U.S. health care trends in 2014 were heavily influenced by the escalating effects of the Affordable Care Act and the increasing influence of technology on all areas of the health care industry. A growing primary care physician shortage and a movement toward bigger health care systems embracing a continuum of care concept will continue to shape the industry into 2015. Here is a look back at the top trends of 2014.
Large health care groups keep getting bigger. The 2014 health care trend toward mergers and acquisitions continues to produce large systems with lower operating costs. More extensive groups provide health care consumers with larger physician pools and more entry points, while new delivery systems help minimize the effects of the looming primary care physician shortage. Larger groups have more funds for branding and advertising, which are increasingly important to cost- and benefit-conscious health care consumers.
The Affordable Care Act has boosted the health care trend towards employer-provider partnerships. More companies are providing on-site clinics and private insurance exchanges. Partnerships between large employers and outside medical groups keep health care costs low and encourage employees to seek preventive services before problems arise. Sharing health care information on company websites and providing electronic health care advice is another way companies are working to keep their workforce healthy and informed.

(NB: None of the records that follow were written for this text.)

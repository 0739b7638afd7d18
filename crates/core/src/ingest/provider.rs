use crate::domain::movie::MovieDetail;
use crate::ingest::types::DiscoverMovie;
use anyhow::Result;

/// One "list by sort key and page" request.
#[derive(Debug, Clone, PartialEq, Eq)]
pub struct DiscoverQuery {
    pub sort_by: &'static str,
    pub min_votes: u32,
    pub page: u32,
}

/// Read-only view of an external movie catalog.
#[async_trait::async_trait]
pub trait MovieCatalog: Send + Sync {
    fn provider_name(&self) -> &'static str;

    async fn discover_page(&self, query: &DiscoverQuery) -> Result<Vec<DiscoverMovie>>;

    async fn movie_detail(&self, id: i64) -> Result<MovieDetail>;
}
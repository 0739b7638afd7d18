use anyhow::Context;
use clap::{Parser, Subcommand};
use marquee_core::auth::error::AuthError;
use marquee_core::pipeline::PipelineConfig;
use tracing_subscriber::EnvFilter;
use tracing_subscriber::{layer::SubscriberExt, util::SubscriberInitExt};

mod movies;

#[derive(Debug, Parser)]
#[command(name = "marquee_worker")]
struct Args {
    /// Directory for the CSV and report files. Overrides PIPELINE_DATA_DIR.
    #[arg(long, global = true)]
    data_dir: Option<std::path::PathBuf>,

    #[command(subcommand)]
    command: Command,
}

#[derive(Debug, Subcommand)]
enum Command {
    /// Sample candidates from TMDB discover, enrich them with detail and write the raw CSV.
    Collect {
        /// Stop collecting once this many unique candidates are found.
        #[arg(long)]
        max_candidates: Option<usize>,
    },
    /// Clean the raw CSV, derive ROI and success status, write the cleaned CSV.
    Preprocess,
    /// Build the genre/country report from the cleaned CSV.
    Aggregate,
    /// Collect, preprocess and aggregate in one go.
    Run {
        #[arg(long)]
        max_candidates: Option<usize>,
    },
    /// Refresh one account's Spotify top tracks.
    SyncTracks {
        #[arg(long)]
        account_id: String,
    },
}

#[tokio::main]
async fn main() -> anyhow::Result<()> {
    dotenvy::dotenv().ok();

    let settings = marquee_core::config::Settings::from_env()?;
    let _sentry_guard = init_sentry(&settings);

    tracing_subscriber::registry()
        .with(EnvFilter::from_default_env())
        .with(tracing_subscriber::fmt::layer())
        .with(sentry_tracing::layer())
        .init();

    let args = Args::parse();

    let mut config = PipelineConfig::from_env();
    if let Some(dir) = args.data_dir {
        config.data_dir = dir;
    }

    let result = match args.command {
        Command::Collect { max_candidates } => {
            if max_candidates.is_some() {
                config.collector.max_candidates = max_candidates;
            }
            movies::collect(&settings, &config).await
        }
        Command::Preprocess => movies::preprocess(&config),
        Command::Aggregate => movies::aggregate(&config),
        Command::Run { max_candidates } => {
            if max_candidates.is_some() {
                config.collector.max_candidates = max_candidates;
            }
            movies::run_all(&settings, &config).await
        }
        Command::SyncTracks { account_id } => sync_tracks(&settings, &account_id).await,
    };

    if let Err(err) = &result {
        sentry_anyhow::capture_anyhow(err);
        tracing::error!(error = %err, "worker run failed");
    }
    result
}

async fn sync_tracks(settings: &marquee_core::config::Settings, account_id: &str) -> anyhow::Result<()> {
    use marquee_core::auth::accounts::SpotifyAccounts;
    use marquee_core::auth::lifecycle::TokenManager;
    use marquee_core::spotify::client::SpotifyApi;
    use marquee_core::spotify::sync::SyncOptions;
    use marquee_core::storage::tokens::PgTokenStore;
    use std::sync::Arc;

    let db_url = settings.require_database_url()?;

    let pool = sqlx::postgres::PgPoolOptions::new()
        .max_connections(5)
        .connect(db_url)
        .await
        .context("connect DATABASE_URL failed")?;

    marquee_core::storage::migrate(&pool).await?;

    let tokens = TokenManager::new(
        Arc::new(PgTokenStore::new(pool.clone())),
        Arc::new(SpotifyAccounts::from_settings(settings)?),
        SpotifyApi::from_env()?,
    );

    match marquee_core::spotify::account::sync_account(&pool, &tokens, account_id, &SyncOptions::from_env()).await {
        Ok(summary) => {
            tracing::info!(
                account_id,
                run_id = %summary.run_id,
                fetched = summary.fetched,
                stored = summary.stored,
                skipped = summary.skipped,
                failed_batches = summary.failed_batches,
                "top tracks sync finished"
            );
            Ok(())
        }
        Err(err) => match err.downcast_ref::<AuthError>() {
            Some(auth) if auth.requires_login() => {
                tracing::warn!(account_id, error = %auth, "account must log in again through the API /auth/login");
                Err(err)
            }
            _ => Err(err),
        },
    }
}

fn init_sentry(settings: &marquee_core::config::Settings) -> Option<sentry::ClientInitGuard> {
    let dsn = settings.sentry_dsn.as_deref()?;
    Some(sentry::init((
        dsn,
        sentry::ClientOptions {
            release: sentry::release_name!(),
            ..Default::default()
        },
    )))
}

Millenials are driving the health care trend toward more technology. High tech is permeating the industry in every area from health information to personal care devices to hospital delivery systems. In 2014, more patients than ever accessed health care advice through long-distance telehealth programs, virtual office visits and mobile health applications, and this movement is expected to grow in 2015. In some markets, electronic prescriptions have become the norm. On the business end, health care systems regularly use analytic software to analyze big data to fine-tune their delivery models.
Savvy consumers want information, and health care systems continue to deliver. Public access to the costs and benefits of medical procedures, drugs and preventive care have become common at provider and insurance websites, and in brochures available at doctors' offices, clinics and hospitals. Outside organizations also provide consumers with unbiased evidence on the effectiveness of medical procedures and medications, allowing them to make better health care decisions.
The health care trend toward job growth was a welcome sight in 2014. The fourth quarter alone saw the addition of an average of 36,000 jobs per month, according to the U.S. Bureau of Labor Statistics. The yearly growth rate was 2.1 percent, up from 1.7 percent the previous five years. The increase in jobs follows an increase in health care spending, which may be related to more insured Americans due to the Affordable Care Act. More analysis is necessary, but the health care industry is hopeful that the trend will continue into the future.
The top 2014 health care trends paint a positive picture for the industry moving into 2015. Look for greater technology, transparency and job growth in particular to revitalize health care for the next few years. Expect more job growth as the number of insured Americans continue to grow.